RAG CLI Application with Semantic Caching

A simple Retrieval-Augmented Generation (RAG) CLI application with semantic caching capabilities, supporting both Google Gemini (cloud) and Ollama (local) models, built with RedisVL, Redis Stack, and LangChain.

Quick Start

  1. Start Redis Stack (required):

    # Using Docker Compose (recommended)
    docker-compose up -d
    
    # Or using Docker directly
    docker run -d --name redis-stack -p 6379:6379 -p 8001:8001 redis/redis-stack:latest
  2. Install dependencies:

    pip install -r requirements.txt
  3. Configure environment: Create a .env file (see Configuration section)

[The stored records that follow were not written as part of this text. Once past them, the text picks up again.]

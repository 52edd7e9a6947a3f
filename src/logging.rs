use color_eyre::{eyre::eyre, Result};
use tracing_appender::non_blocking::WorkerGuard;
use tracing_subscriber::EnvFilter;

use storefront::config::LogConfig;

/// Install the global subscriber.
///
/// STOREFRONT_LOG overrides the configured filter. Logs go to stderr unless a
/// log directory is configured; the returned guard must live until exit so the
/// file writer flushes.
pub fn init(config: &LogConfig) -> Result<Option<WorkerGuard>> {
  let filter = EnvFilter::try_from_env("STOREFRONT_LOG")
    .or_else(|_| EnvFilter::try_new(&config.filter))
    .map_err(|e| eyre!("Invalid log filter '{}': {}", config.filter, e))?;

  match &config.directory {
    Some(dir) => {
      std::fs::create_dir_all(dir)
        .map_err(|e| eyre!("Failed to create log directory {}: {}", dir.display(), e))?;

      let appender = tracing_appender::rolling::daily(dir, "storefront.log");
      let (writer, guard) = tracing_appender::non_blocking(appender);

      tracing_subscriber::fmt()
        .with_env_filter(filter)
        .with_writer(writer)
        .with_ansi(false)
        .try_init()
        .map_err(|e| eyre!("Failed to install logger: {}", e))?;

      Ok(Some(guard))
    }
    None => {
      tracing_subscriber::fmt()
        .with_env_filter(filter)
        .with_writer(std::io::stderr)
        .try_init()
        .map_err(|e| eyre!("Failed to install logger: {}", e))?;

      Ok(None)
    }
  }
}
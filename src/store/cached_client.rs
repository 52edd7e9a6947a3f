//! Cached store client that wraps StoreClient with transparent caching.

use chrono::Duration;
use std::sync::Arc;

use crate::cache::{CacheLayer, CacheResult, CacheStorage, NoopStorage, SqliteStorage};
use crate::config::Config;
use crate::error::Result;

use super::cache::StoreQueryKey;
use super::client::StoreClient;
use super::types::{Book, Category};

/// Books and categories loaded side by side.
#[derive(Debug)]
pub struct Catalog {
  pub books: CacheResult<Vec<Book>>,
  pub categories: CacheResult<Vec<Category>>,
}

/// Store client with transparent caching support.
///
/// This wraps the underlying StoreClient and provides the same API,
/// but automatically caches results and supports offline mode.
#[derive(Clone)]
pub struct CachedStoreClient {
  inner: StoreClient,
  cache: CacheLayer<dyn CacheStorage>,
}

impl CachedStoreClient {
  /// Create a new cached store client with the storage the config asks for.
  pub fn new(config: &Config) -> Result<Self> {
    let inner = StoreClient::new(config)?;
    let storage: Arc<dyn CacheStorage> = if config.cache.enabled {
      Arc::new(SqliteStorage::open(config.cache.path.as_deref())?)
    } else {
      Arc::new(NoopStorage)
    };

    Ok(Self::with_storage(inner, storage, config.cache.ttl()))
  }

  /// Create a cached client over an explicit storage backend.
  pub fn with_storage(inner: StoreClient, storage: Arc<dyn CacheStorage>, ttl: Duration) -> Self {
    let cache = CacheLayer::from_shared(storage).with_ttl(ttl);
    Self { inner, cache }
  }

  /// Get all books with caching.
  pub async fn books(&self) -> CacheResult<Vec<Book>> {
    let key = StoreQueryKey::Books;
    self
      .cache
      .load(&key.cache_key(), || {
        let inner = self.inner.clone();
        async move { inner.get_books().await }
      })
      .await
  }

  /// Get all categories with caching.
  pub async fn categories(&self) -> CacheResult<Vec<Category>> {
    let key = StoreQueryKey::Categories;
    self
      .cache
      .load(&key.cache_key(), || {
        let inner = self.inner.clone();
        async move { inner.get_categories().await }
      })
      .await
  }

  /// Server-side search with caching, keyed by normalized search text.
  pub async fn search(&self, text: &str) -> CacheResult<Vec<Book>> {
    let key = StoreQueryKey::Search {
      text: text.to_string(),
    };
    tracing::debug!(query = %key.description(), "search");
    self
      .cache
      .load(&key.cache_key(), || {
        let inner = self.inner.clone();
        let text = text.to_string();
        async move { inner.search_books(&text).await }
      })
      .await
  }

  /// Pull-to-refresh for books: always hits the network.
  pub async fn refresh_books(&self) -> Result<CacheResult<Vec<Book>>> {
    self
      .cache
      .force_refresh(&StoreQueryKey::Books.cache_key(), || {
        let inner = self.inner.clone();
        async move { inner.get_books().await }
      })
      .await
  }

  /// Pull-to-refresh for categories: always hits the network.
  pub async fn refresh_categories(&self) -> Result<CacheResult<Vec<Category>>> {
    self
      .cache
      .force_refresh(&StoreQueryKey::Categories.cache_key(), || {
        let inner = self.inner.clone();
        async move { inner.get_categories().await }
      })
      .await
  }

  /// Load books and categories concurrently.
  pub async fn catalog(&self) -> Catalog {
    let (books, categories) = futures::join!(self.books(), self.categories());
    Catalog { books, categories }
  }
}
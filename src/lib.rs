// src/lib.rs

//! memrelay: memory orchestration layer for conversational agents.
//!
//! One canonical store, any number of best-effort mirrors. Writes are
//! attempted everywhere, reads merge whatever answered, and PII never
//! leaves the canonical boundary unscrubbed.

pub mod adapter;
pub mod config;
pub mod intent;
pub mod orchestrator;
pub mod redact;
pub mod storage;
pub mod telemetry;

// Re-export commonly used items
pub use adapter::{
    AdapterContext, AdapterRole, Clock, ContextItem, ExecutionResult, ExecutionStatus,
    MemoryAdapter, SystemClock,
};
pub use adapter::registry::build_default_adapters;
pub use config::MemoryConfig;
pub use intent::sanitize::SanitizedIntent;
pub use intent::{ConversationTurn, IntentKind, MemoryIntent, MemoryOp};
pub use orchestrator::{
    AdapterRunReport, OrchestrationStatus, OrchestratorOptions, OrchestratorResult, orchestrate,
    orchestrate_with_options,
};
pub use storage::TurnStore;
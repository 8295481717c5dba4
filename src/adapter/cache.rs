// src/adapter/cache.rs

//! In-process recent-turn cache: a bounded per-session mirror that keeps
//! fetches cheap while the canonical store stays the source of truth.

use std::collections::{HashMap, VecDeque};
use std::sync::Arc;

use async_trait::async_trait;
use tokio::sync::RwLock;
use tracing::debug;

use crate::adapter::{
    AdapterContext, ExecutionResult, MemoryAdapter, recency_scores,
};
use crate::intent::{ConversationTurn, IntentKind, MemoryIntent, MemoryOp};
use crate::storage::TurnStore;

pub struct RecentCacheAdapter {
    /// Canonical store used to repopulate sessions on backfill.
    store: Arc<TurnStore>,
    capacity_per_session: usize,
    sessions: RwLock<HashMap<String, VecDeque<ConversationTurn>>>,
}

impl RecentCacheAdapter {
    pub fn new(store: Arc<TurnStore>, capacity_per_session: usize) -> Self {
        Self {
            store,
            capacity_per_session: capacity_per_session.max(1),
            sessions: RwLock::new(HashMap::new()),
        }
    }

    async fn push(&self, session_id: &str, turn: ConversationTurn) {
        let mut sessions = self.sessions.write().await;
        let buffer = sessions.entry(session_id.to_string()).or_default();
        buffer.push_back(turn);
        while buffer.len() > self.capacity_per_session {
            buffer.pop_front();
        }
    }

    async fn invalidate(&self, session_id: &str) {
        self.sessions.write().await.remove(session_id);
    }

    /// Number of cached turns for a session.
    pub async fn cached_len(&self, session_id: &str) -> usize {
        self.sessions
            .read()
            .await
            .get(session_id)
            .map_or(0, VecDeque::len)
    }
}

#[async_trait]
impl MemoryAdapter for RecentCacheAdapter {
    fn id(&self) -> &str {
        "cache"
    }

    fn supported_intents(&self) -> &[IntentKind] {
        &IntentKind::ALL
    }

    async fn handle(
        &self,
        intent: &MemoryIntent,
        _ctx: &AdapterContext,
    ) -> anyhow::Result<ExecutionResult> {
        match &intent.op {
            MemoryOp::TurnCommitted { turn } => {
                self.push(&intent.session_id, turn.clone()).await;
                Ok(ExecutionResult::ok())
            }
            MemoryOp::SyncSession => {
                self.invalidate(&intent.session_id).await;
                debug!("Invalidated cache for session {}", intent.session_id);
                Ok(ExecutionResult::ok())
            }
            MemoryOp::BackfillSession => {
                // Preload from the canonical store; a failed read degrades to
                // an error result and leaves the cache untouched.
                match self
                    .store
                    .load_recent(&intent.session_id, self.capacity_per_session)
                    .await
                {
                    Ok(stored) => {
                        let mut sessions = self.sessions.write().await;
                        let buffer = sessions.entry(intent.session_id.clone()).or_default();
                        buffer.clear();
                        buffer.extend(stored.into_iter().map(|s| s.turn));
                        debug!(
                            "Preloaded {} turns into cache for session {}",
                            buffer.len(),
                            intent.session_id
                        );
                        Ok(ExecutionResult::ok())
                    }
                    Err(err) => Ok(ExecutionResult::error(format!("backfill read failed: {err}"))),
                }
            }
            MemoryOp::FetchContext { limit } => {
                let sessions = self.sessions.read().await;
                let Some(buffer) = sessions.get(&intent.session_id) else {
                    debug!("Cache MISS for session {}", intent.session_id);
                    return Ok(ExecutionResult::ok());
                };

                let n = limit.unwrap_or(buffer.len()).min(buffer.len());
                let texts = buffer
                    .iter()
                    .skip(buffer.len() - n)
                    .map(|turn| turn.content.clone())
                    .collect();
                Ok(ExecutionResult::ok_with_context(recency_scores(
                    texts, "cache",
                )))
            }
        }
    }
}
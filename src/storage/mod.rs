// src/storage/mod.rs

//! Storage backends for the default adapters.

pub mod sqlite;

pub use sqlite::{StoredTurn, TurnStore};
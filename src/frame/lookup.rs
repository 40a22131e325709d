//! Relaxed dimension name matching.
//!
//! Spillover keywords, saved gates and statistic specs refer to dimensions
//! by whatever label the author saw: the detector name (`$PnN`), the stain
//! name (`$PnS`) or the combined display name. Matching falls through
//! progressively looser rules and returns the first hit.

use super::Dimension;

/// Find the dimension best matching `name`.
///
/// Tiers, first match wins:
/// 1. exact short name
/// 2. exact display name
/// 3. exact stain name
/// 4. short or stain name equal after case folding and dropping non-alphanumerics
pub fn find_compatible<'a, I>(dimensions: I, name: &str) -> Option<&'a Dimension>
where
    I: IntoIterator<Item = &'a Dimension>,
    I::IntoIter: Clone,
{
    let dims = dimensions.into_iter();
    let name = name.trim();

    if let Some(dim) = dims.clone().find(|d| d.short_name() == name) {
        return Some(dim);
    }
    if let Some(dim) = dims.clone().find(|d| d.display_name() == name) {
        return Some(dim);
    }
    if let Some(dim) = dims.clone().find(|d| d.stain_name() == Some(name)) {
        return Some(dim);
    }

    let wanted = normalize(name);
    if wanted.is_empty() {
        return None;
    }
    dims.into_iter().find(|d| {
        normalize(d.short_name()) == wanted || d.stain_name().map(normalize).as_deref() == Some(wanted.as_str())
    })
}

fn normalize(label: &str) -> String {
    label
        .chars()
        .filter(|c| c.is_alphanumeric())
        .flat_map(char::to_lowercase)
        .collect()
}
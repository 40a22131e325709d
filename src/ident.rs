//! Stable identities for frames, dimensions, subsets and statistics.
//!
//! Every entity receives an [`Id`] when it is constructed. Edits build a new
//! value that copies the prior id, so identity is a plain value that can be
//! compared, hashed and persisted.

use std::fmt;
use std::str::FromStr;

use serde::{Deserialize, Serialize};
use uuid::Uuid;

/// Immutable identity of a domain object (v4 UUID)
#[derive(Debug, Clone, Copy, PartialEq, Eq, Hash, PartialOrd, Ord, Serialize, Deserialize)]
#[serde(transparent)]
pub struct Id(Uuid);

impl Id {
    /// Generate a fresh random identity
    pub fn new() -> Self {
        Self(Uuid::new_v4())
    }

    /// Rebuild an identity from its 16 raw bytes
    pub fn from_bytes(bytes: [u8; 16]) -> Self {
        Self(Uuid::from_bytes(bytes))
    }

    /// Raw 16-byte representation, used by the persisted frame format
    pub fn as_bytes(&self) -> &[u8; 16] {
        self.0.as_bytes()
    }
}

impl Default for Id {
    fn default() -> Self {
        Self::new()
    }
}

impl fmt::Display for Id {
    fn fmt(&self, f: &mut fmt::Formatter<'_>) -> fmt::Result {
        write!(f, "{}", self.0)
    }
}

impl FromStr for Id {
    type Err = uuid::Error;

    fn from_str(s: &str) -> Result<Self, Self::Err> {
        Uuid::parse_str(s.trim()).map(Self)
    }
}

#[cfg(test)]
mod tests {
    use super::*;

    #[test]
    fn test_ids_are_unique() {
        assert_ne!(Id::new(), Id::new());
    }

    #[test]
    fn test_string_and_byte_forms() {
        let id = Id::new();
        let parsed: Id = id.to_string().parse().unwrap();
        assert_eq!(parsed, id);
        assert_eq!(Id::from_bytes(*id.as_bytes()), id);
    }
}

    • For Gemini: Set LLM_PROVIDER=gemini and GOOGLE_API_KEY
    • For Ollama: Set LLM_PROVIDER=ollama (requires Ollama installed)
  4. Load documents and chat:

    python main.py load-documents /path/to/documents
    python main.py chat

Features

  • Dual Redis Indexes: Separate indexes for knowledge base and semantic cache
  • Semantic Caching: Automatically cache and retrieve similar queries to reduce LLM calls
  • Cost Tracking: Real-time cost calculation and display for each query-answer pair
  • Cache Savings: Visual display of cost savings when cache hits occur
  • Document Loading: Support for PDF, TXT, and Markdown files
  • Interactive Chat: Beautiful CLI interface with Rich formatting
  • Progress Tracking: Visual progress bars during document processing
  • Multi-Provider Support: Works with Google Gemini (cloud) and Ollama (local)

Architecture

Knowledge Index (RedisVL)

Stores embeddings of uploaded documents using redisvl.index.SearchIndex, enabling semantic search over your knowledge base.

Semantic Cache (RedisVL)

Uses redisvl.extensions.llmcache.SemanticCache to store query-response pairs. When a similar query is detected (above similarity threshold), the cached response is returned immediately, skipping LLM generation.

Semantic Caching Flow

  1. User asks a question
  2. Query is embedded using the configured embedding model (Gemini or Ollama)
  3. Cache Check: Search Cache Index for similar queries
  4. Cache Hit: If similarity ≥ threshold (default 0.9), return cached response
  5. Cache Miss:
    • Search Knowledge Index for relevant context
    • Generate answer using the configured LLM (Gemini or Ollama)
    • Cache the query-response pair for future use

Prerequisites

  • Python 3.8+
  • Redis Stack (with vector search capabilities)
  • Either:
    • Google Gemini API Key (for cloud-based LLM)
    • OR Ollama installed locally (for local LLM)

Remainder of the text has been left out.